遠藤航が選んだ便利屋とは違う道。
「早く海外でボランチをしたかった」

  • 菊池康平●文・写真 text&photo by Kikuchi kohei

 ポジション的に攻守において指示を出さないといけないシーンが多いだろう。遠藤にとって初の海外リーグということもあり、適応に時間がかかったのではないだろうか。

「最初はやはり言葉の壁がありました。ひとつ落としてもらうボールを何と言ったらいいのか、まずはそこから教えてもらう状況でしたので、言葉の面で慣れるのに時間はかかりました。

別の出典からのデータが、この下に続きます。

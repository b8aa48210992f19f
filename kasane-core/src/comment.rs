//! スタックコメント

use std::fmt;

/// コメントの最大サイズ（終端文字を含む）
pub const MAX_COMMENT_SIZE: usize = 512;

/// 描画レイヤーが強調表示のスタイルを選ぶためのタグ
#[derive(Debug, Clone, Copy, Default, PartialEq, Eq, Hash)]
pub enum ColorTag {
    /// 既定のスタイル
    #[default]
    Default,
    /// SEHチェーンのリンク
    SehChain,
    /// 戻りアドレス
    ReturnAddress,
}

impl ColorTag {
    /// 描画レイヤーに渡すトークン（既定のスタイルではなし）
    pub fn token(&self) -> Option<&'static str> {
        match self {
            ColorTag::Default => None,
            ColorTag::SehChain => Some("!sehclr"),
            ColorTag::ReturnAddress => Some("!rtnclr"),
        }
    }
}

/// スタックスロットのコメント
#[derive(Debug, Clone, PartialEq, Eq)]
pub struct StackComment {
    comment: String,
    color: ColorTag,
}

impl StackComment {
    /// 既定の容量でコメントを作成する
    pub fn new(comment: impl Into<String>, color: ColorTag) -> Self {
        Self::with_capacity(comment, color, MAX_COMMENT_SIZE)
    }

    /// 容量を指定してコメントを作成する
    ///
    /// 容量を超える部分は切り捨てられます。
    pub fn with_capacity(comment: impl Into<String>, color: ColorTag, capacity: usize) -> Self {
        Self {
            comment: truncate_to_capacity(comment.into(), capacity),
            color,
        }
    }

    pub fn comment(&self) -> &str {
        &self.comment
    }

    pub fn color(&self) -> ColorTag {
        self.color
    }
}

impl fmt::Display for StackComment {
    fn fmt(&self, f: &mut fmt::Formatter<'_>) -> fmt::Result {
        f.write_str(&self.comment)
    }
}

/// 文字列を終端文字込みで `capacity` バイトに収まるよう切り詰める
///
/// NUL文字が含まれる場合はそこで終わりとみなします。
/// 切り詰めはUTF-8の文字境界で行います。
pub fn truncate_to_capacity(mut text: String, capacity: usize) -> String {
    if let Some(nul) = text.find('\0') {
        text.truncate(nul);
    }

    let limit = capacity.saturating_sub(1);
    if text.len() > limit {
        let mut end = limit;
        while !text.is_char_boundary(end) {
            end -= 1;
        }
        text.truncate(end);
    }
    text
}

もちろん、特に大事なのは試合で結果を残すことだと思っていましたので、最初の試合に出場するまでは気持ち的にナーバスになっていました。そういう状況で、デビュー戦で得点を取れたことは自分の中で大きかったんです」

 海外では点を取るなどのわかりやすい結果を出さないと認められにくい。特別に何か意識していたことはあるのだろうか。

「意識はしてないですけれど、結果を残してなんぼだと思ってましたので、それが目に見える得点という結果として出たのは自分でも驚きではありました。点を取ること以外にも、周りから受け入れられるためには、しっかり自分のプレーを見せることが大事だと思ってやっていました」

 日本では浦和レッズや日本代表の遠藤ということで、周りから一目置かれる存在であった。

 ベルギーでは、ほとんど誰も遠藤航という名前を知らない中、どんな想いで初めての練習に参加したのだろうか。

「ベルギーでまた新たな戦いが始まると思っていたので、そういう割り切りがあったからこそ変なプライドもなく、ゼロからのスタートでここにいる人たちを認めさせるという気持ちで入りました」

 日本で活躍していても海外にフィットできずに帰国していった選手もこれまでに大勢いる。異国で選手として認めてもらうために必要なことは、これまでの経験から理解していた。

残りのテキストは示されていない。